▶ **TASK**
Every line of the data that contains the string "Future" must be copied.
[DATA RECORDS]
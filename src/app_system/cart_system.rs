use tracing::{error, info, instrument};

use crate::app_system::CartConfig;
use crate::cart::{CartManager, CartService};
use crate::clients::{CartClient, ProductClient, StockClient};
use crate::domain::{Cart, ProductId, UpdateAmount};
use crate::error::CartError;
use crate::notifier::{NotificationFeed, Notifier};
use crate::store::SnapshotStore;

pub const OUT_OF_STOCK_MESSAGE: &str = "Requested amount is out of stock";
pub const ADD_FAILED_MESSAGE: &str = "Failed to add product";
pub const REMOVE_FAILED_MESSAGE: &str = "Failed to remove product";
pub const UPDATE_FAILED_MESSAGE: &str = "Failed to update product amount";

#[derive(Debug, Clone, Copy, PartialEq, Eq)]
pub enum CartOperation {
    Add,
    Remove,
    Update,
}

impl CartOperation {
    /// The message shown to the shopper when this operation fails with `error`.
    pub fn failure_message(self, error: &CartError) -> &'static str {
        if error.is_out_of_stock() {
            return OUT_OF_STOCK_MESSAGE;
        }
        match self {
            CartOperation::Add => ADD_FAILED_MESSAGE,
            CartOperation::Remove => REMOVE_FAILED_MESSAGE,
            CartOperation::Update => UPDATE_FAILED_MESSAGE,
        }
    }
}

/// Starts and wires the cart service, the catalog and stock actors, and the
/// notifier. This is what a storefront UI holds for the length of a session.
///
/// The mutation methods never return errors: failures become notices on the
/// [`NotificationFeed`] handed out by [`CartSystem::new`].
pub struct CartSystem {
    pub cart_client: CartClient,
    pub product_client: ProductClient,
    pub stock_client: StockClient,
    notifier: Notifier,
    handles: Vec<tokio::task::JoinHandle<()>>,
}

impl CartSystem {
    /// Create and start the whole system with in-process catalog and stock actors.
    ///
    /// **Startup Order:**
    /// 1. Start the catalog and stock actors (no dependencies)
    /// 2. Load the cart snapshot and start the cart service with their clients
    #[instrument(name = "cart_system", skip(config, store))]
    pub fn new<S: SnapshotStore>(config: &CartConfig, store: S) -> (Self, NotificationFeed) {
        info!("Starting cart system");

        let (catalog_actor, product_client) = crate::product_actor::new(config.buffer_size);
        let (stock_actor, stock_client) = crate::stock_actor::new(config.buffer_size);
        let handles = vec![tokio::spawn(catalog_actor.run()), tokio::spawn(stock_actor.run())];

        Self::start(config, product_client, stock_client, store, handles)
    }

    /// Start only the cart service, against catalog and stock clients owned elsewhere.
    #[instrument(name = "cart_system", skip_all)]
    pub fn with_services<S: SnapshotStore>(
        config: &CartConfig,
        product_client: ProductClient,
        stock_client: StockClient,
        store: S,
    ) -> (Self, NotificationFeed) {
        Self::start(config, product_client, stock_client, store, Vec::new())
    }

    fn start<S: SnapshotStore>(
        config: &CartConfig,
        product_client: ProductClient,
        stock_client: StockClient,
        store: S,
        mut handles: Vec<tokio::task::JoinHandle<()>>,
    ) -> (Self, NotificationFeed) {
        let manager = CartManager::new(config, stock_client.clone(), product_client.clone(), store);
        let (cart_service, cart_client) = CartService::new(config.buffer_size, manager);
        handles.push(tokio::spawn(cart_service.run()));

        let (notifier, feed) = Notifier::new();
        info!("Cart system started successfully");

        let system = Self {
            cart_client,
            product_client,
            stock_client,
            notifier,
            handles,
        };
        (system, feed)
    }

    pub async fn add_product(&self, product_id: ProductId) {
        let result = self.cart_client.add_product(product_id).await;
        self.report(CartOperation::Add, result);
    }

    pub async fn remove_product(&self, product_id: ProductId) {
        let result = self.cart_client.remove_product(product_id).await;
        self.report(CartOperation::Remove, result);
    }

    pub async fn update_product_amount(&self, update: UpdateAmount) {
        let result = self.cart_client.update_product_amount(update).await;
        self.report(CartOperation::Update, result);
    }

    pub async fn cart(&self) -> Result<Cart, CartError> {
        self.cart_client.get_cart().await
    }

    pub async fn cart_size(&self) -> Result<usize, CartError> {
        self.cart_client.cart_size().await
    }

    fn report(&self, operation: CartOperation, result: Result<(), CartError>) {
        if let Err(e) = result {
            error!(?operation, error = %e, "Cart operation failed");
            self.notifier.report_error(operation.failure_message(&e));
        }
    }

    /// Gracefully shutdown the cart service, then wait for every task.
    ///
    /// The catalog and stock actors stop once the last client handle is gone,
    /// so clones handed out elsewhere must be dropped first.
    #[instrument(skip(self))]
    pub async fn shutdown(self) -> Result<(), CartError> {
        info!("Shutting down cart system");

        let _ = self.cart_client.shutdown().await;
        drop(self.product_client);
        drop(self.stock_client);

        for handle in self.handles {
            if let Err(e) = handle.await {
                error!(error = ?e, "Service shutdown error");
            }
        }

        info!("Cart system shutdown complete");
        Ok(())
    }
}
use std::collections::HashMap;
use std::fmt::{Debug, Display};
use std::hash::Hash;

use thiserror::Error;
use tokio::sync::{mpsc, oneshot};
use tracing::{debug, info, instrument};

// =============================================================================
// 1. THE ABSTRACTION
// =============================================================================

/// Trait that any record served by a [`ResourceActor`] must implement.
pub trait Entity: Clone + Send + Sync + 'static {
    type Id: Eq + Hash + Clone + Send + Sync + Display + Debug;
    type Patch: Send + Sync + Debug;

    /// Get the ID of the entity
    fn id(&self) -> &Self::Id;

    /// Apply a patch in place. Returning an error leaves the stored record untouched.
    fn on_update(&mut self, patch: Self::Patch) -> Result<(), String>;
}

#[derive(Debug, Clone, Error, PartialEq)]
pub enum FrameworkError {
    #[error("Item not found: {0}")]
    NotFound(String),
    #[error("Update rejected: {0}")]
    Rejected(String),
    #[error("Actor closed")]
    ActorClosed,
    #[error("Actor dropped")]
    ActorDropped,
}

// =============================================================================
// 2. THE GENERIC MESSAGES
// =============================================================================

pub type Response<T> = oneshot::Sender<Result<T, FrameworkError>>;

#[derive(Debug)]
pub enum ResourceRequest<T: Entity> {
    Put {
        item: T,
        respond_to: Response<Option<T>>,
    },
    Get {
        id: T::Id,
        respond_to: Response<Option<T>>,
    },
    Update {
        id: T::Id,
        patch: T::Patch,
        respond_to: Response<T>,
    },
    Delete {
        id: T::Id,
        respond_to: Response<()>,
    },
}

// =============================================================================
// 3. THE GENERIC ACTOR SERVER
// =============================================================================

pub struct ResourceActor<T: Entity> {
    name: &'static str,
    receiver: mpsc::Receiver<ResourceRequest<T>>,
    store: HashMap<T::Id, T>,
}

impl<T: Entity> ResourceActor<T> {
    pub fn new(name: &'static str, buffer_size: usize) -> (Self, ResourceClient<T>) {
        let (sender, receiver) = mpsc::channel(buffer_size);
        let actor = Self {
            name,
            receiver,
            store: HashMap::new(),
        };
        (actor, ResourceClient::new(sender))
    }

    /// Runs until every client has been dropped.
    #[instrument(name = "resource_actor", fields(resource = self.name), skip(self))]
    pub async fn run(mut self) {
        info!("Resource actor starting");

        while let Some(msg) = self.receiver.recv().await {
            match msg {
                ResourceRequest::Put { item, respond_to } => {
                    debug!(id = %item.id(), "Storing item");
                    let previous = self.store.insert(item.id().clone(), item);
                    let _ = respond_to.send(Ok(previous));
                }
                ResourceRequest::Get { id, respond_to } => {
                    let item = self.store.get(&id).cloned();
                    let _ = respond_to.send(Ok(item));
                }
                ResourceRequest::Update { id, patch, respond_to } => {
                    let result = match self.store.get(&id) {
                        Some(current) => {
                            let mut item = current.clone();
                            match item.on_update(patch) {
                                Ok(()) => {
                                    self.store.insert(id, item.clone());
                                    Ok(item)
                                }
                                Err(e) => Err(FrameworkError::Rejected(e)),
                            }
                        }
                        None => Err(FrameworkError::NotFound(id.to_string())),
                    };
                    let _ = respond_to.send(result);
                }
                ResourceRequest::Delete { id, respond_to } => {
                    let result = match self.store.remove(&id) {
                        Some(_) => Ok(()),
                        None => Err(FrameworkError::NotFound(id.to_string())),
                    };
                    let _ = respond_to.send(result);
                }
            }
        }

        info!("Resource actor stopped");
    }
}

// =============================================================================
// 4. THE GENERIC CLIENT
// =============================================================================

pub struct ResourceClient<T: Entity> {
    sender: mpsc::Sender<ResourceRequest<T>>,
}

// Manual impl: `T` itself need not be `Clone` for the handle to be.
impl<T: Entity> Clone for ResourceClient<T> {
    fn clone(&self) -> Self {
        Self {
            sender: self.sender.clone(),
        }
    }
}

impl<T: Entity> ResourceClient<T> {
    pub fn new(sender: mpsc::Sender<ResourceRequest<T>>) -> Self {
        Self { sender }
    }

    pub async fn put(&self, item: T) -> Result<Option<T>, FrameworkError> {
        let (respond_to, response) = oneshot::channel();
        self.sender
            .send(ResourceRequest::Put { item, respond_to })
            .await
            .map_err(|_| FrameworkError::ActorClosed)?;
        response.await.map_err(|_| FrameworkError::ActorDropped)?
    }

    pub async fn get(&self, id: T::Id) -> Result<Option<T>, FrameworkError> {
        let (respond_to, response) = oneshot::channel();
        self.sender
            .send(ResourceRequest::Get { id, respond_to })
            .await
            .map_err(|_| FrameworkError::ActorClosed)?;
        response.await.map_err(|_| FrameworkError::ActorDropped)?
    }

    pub async fn update(&self, id: T::Id, patch: T::Patch) -> Result<T, FrameworkError> {
        let (respond_to, response) = oneshot::channel();
        self.sender
            .send(ResourceRequest::Update { id, patch, respond_to })
            .await
            .map_err(|_| FrameworkError::ActorClosed)?;
        response.await.map_err(|_| FrameworkError::ActorDropped)?
    }

    pub async fn delete(&self, id: T::Id) -> Result<(), FrameworkError> {
        let (respond_to, response) = oneshot::channel();
        self.sender
            .send(ResourceRequest::Delete { id, respond_to })
            .await
            .map_err(|_| FrameworkError::ActorClosed)?;
        response.await.map_err(|_| FrameworkError::ActorDropped)?
    }
}
use std::future::Future;
use std::time::Duration;

use tracing::{debug, error, info, instrument, warn};

use crate::app_system::{CartConfig, PersistFailurePolicy};
use crate::clients::{ProductClient, StockClient};
use crate::domain::{Cart, CartEntry, Product, ProductId, Stock, UpdateAmount};
use crate::error::{CartError, CatalogError, StockError, StoreError};
use crate::store::SnapshotStore;

/// Owns the shopper's cart and reconciles every change against live stock.
///
/// Each operation validates against the stock service, builds the new cart on a
/// copy and commits it. A failed operation leaves the cart exactly as it was.
pub struct CartManager<S: SnapshotStore> {
    cart: Cart,
    stock: StockClient,
    catalog: ProductClient,
    store: S,
    storage_key: String,
    persist_policy: PersistFailurePolicy,
    query_timeout: Option<Duration>,
}

impl<S: SnapshotStore> CartManager<S> {
    /// Builds a manager and loads the last snapshot from `store`.
    ///
    /// A missing or unreadable snapshot starts an empty cart.
    pub fn new(config: &CartConfig, stock: StockClient, catalog: ProductClient, store: S) -> Self {
        let cart = load_snapshot(&store, &config.storage_key);
        info!(cart_size = cart.len(), key = %config.storage_key, "Cart loaded");

        Self {
            cart,
            stock,
            catalog,
            store,
            storage_key: config.storage_key.clone(),
            persist_policy: config.persist_policy,
            query_timeout: config.query_timeout,
        }
    }

    pub fn cart(&self) -> &Cart {
        &self.cart
    }

    /// Number of distinct products in the cart.
    pub fn cart_size(&self) -> usize {
        self.cart.len()
    }

    pub fn amount_of(&self, product_id: ProductId) -> Option<u32> {
        self.cart.amount_of(product_id)
    }

    /// Adds one unit of `product_id`, fetching the product record on first add.
    #[instrument(skip(self))]
    pub async fn add_product(&mut self, product_id: ProductId) -> Result<(), CartError> {
        let current = self.cart.amount_of(product_id);
        let stock = self.query_stock(product_id).await?;

        let target = current.unwrap_or(0).checked_add(1).filter(|target| *target <= stock.amount);
        let Some(target) = target else {
            warn!(current = current.unwrap_or(0), available = stock.amount, "Add rejected: out of stock");
            return Err(CartError::OutOfStock {
                product_id,
                requested: i64::from(current.unwrap_or(0)) + 1,
                available: stock.amount,
            });
        };

        let mut updated = self.cart.clone();
        if current.is_some() {
            updated.set_amount(product_id, target);
        } else {
            let product = self.query_product(product_id).await?;
            debug!(product_name = %product.name, "Product fetched from catalog");
            updated.push(CartEntry::new(product, 1));
        }

        self.commit(updated)?;
        info!(amount = target, "Product added");
        Ok(())
    }

    /// Removes `product_id` if present. Removing an absent product still commits.
    #[instrument(skip(self))]
    pub fn remove_product(&mut self, product_id: ProductId) -> Result<(), CartError> {
        if self.cart.get(product_id).is_none() {
            debug!("Product not in cart, committing unchanged cart");
        }
        let updated = self.cart.without(product_id);
        self.commit(updated)?;
        info!("Product removed");
        Ok(())
    }

    /// Sets the amount of a product already in the cart.
    ///
    /// Non-positive amounts are ignored without touching the store.
    #[instrument(skip(self))]
    pub async fn update_product_amount(&mut self, update: UpdateAmount) -> Result<(), CartError> {
        let UpdateAmount { product_id, amount } = update;
        if amount <= 0 {
            debug!("Ignoring non-positive amount");
            return Ok(());
        }

        let stock = self.query_stock(product_id).await?;
        if amount > i64::from(stock.amount) {
            warn!(available = stock.amount, "Update rejected: out of stock");
            return Err(CartError::OutOfStock {
                product_id,
                requested: amount,
                available: stock.amount,
            });
        }
        // 0 < amount <= stock.amount
        let amount = amount as u32;

        let mut updated = self.cart.clone();
        if !updated.set_amount(product_id, amount) {
            warn!("Update rejected: product not in cart");
            return Err(CartError::NotInCart(product_id));
        }

        self.commit(updated)?;
        info!("Product amount updated");
        Ok(())
    }

    /// Writes the snapshot, then installs `updated` in memory.
    fn commit(&mut self, updated: Cart) -> Result<(), CartError> {
        if let Err(e) = self.persist(&updated) {
            match self.persist_policy {
                PersistFailurePolicy::Abort => {
                    error!(error = %e, "Snapshot write failed, cart left unchanged");
                    return Err(CartError::Persistence(e));
                }
                PersistFailurePolicy::LogAndContinue => {
                    error!(error = %e, "Snapshot write failed, keeping in-memory cart");
                }
            }
        }
        self.cart = updated;
        debug!(cart_size = self.cart.len(), "Cart committed");
        Ok(())
    }

    fn persist(&mut self, cart: &Cart) -> Result<(), StoreError> {
        let snapshot = serde_json::to_string(cart).map_err(|e| StoreError::Encoding(e.to_string()))?;
        self.store.write(&self.storage_key, &snapshot)
    }

    async fn query_stock(&self, product_id: ProductId) -> Result<Stock, StockError> {
        let result = with_timeout(self.query_timeout, self.stock.get_stock(product_id))
            .await
            .unwrap_or_else(|limit| Err(StockError::Timeout(limit.as_millis())));
        if let Err(e) = &result {
            warn!(error = %e, "Stock query failed");
        }
        result
    }

    async fn query_product(&self, product_id: ProductId) -> Result<Product, CatalogError> {
        let result = with_timeout(self.query_timeout, self.catalog.get_product(product_id))
            .await
            .unwrap_or_else(|limit| Err(CatalogError::Timeout(limit.as_millis())));
        if let Err(e) = &result {
            warn!(error = %e, "Catalog query failed");
        }
        result
    }
}

/// Runs `query`, giving up after `limit` when one is set.
async fn with_timeout<T>(limit: Option<Duration>, query: impl Future<Output = T>) -> Result<T, Duration> {
    match limit {
        Some(limit) => tokio::time::timeout(limit, query).await.map_err(|_| limit),
        None => Ok(query.await),
    }
}

fn load_snapshot<S: SnapshotStore>(store: &S, key: &str) -> Cart {
    let raw = match store.read(key) {
        Ok(Some(raw)) => raw,
        Ok(None) => return Cart::new(),
        Err(e) => {
            warn!(error = %e, "Cart snapshot unreadable, starting empty");
            return Cart::new();
        }
    };

    match serde_json::from_str::<Cart>(&raw) {
        Ok(cart) => cart.normalized(),
        Err(e) => {
            warn!(error = %e, "Cart snapshot unparseable, starting empty");
            Cart::new()
        }
    }
}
[/DATA RECORDS]
▶ **SOLUTION FOR THIS PROBLEM**
use std::future::Future;
async fn with_timeout<T>(limit: Option<Duration>, query: impl Future<Output = T>) -> Result<T, Duration> {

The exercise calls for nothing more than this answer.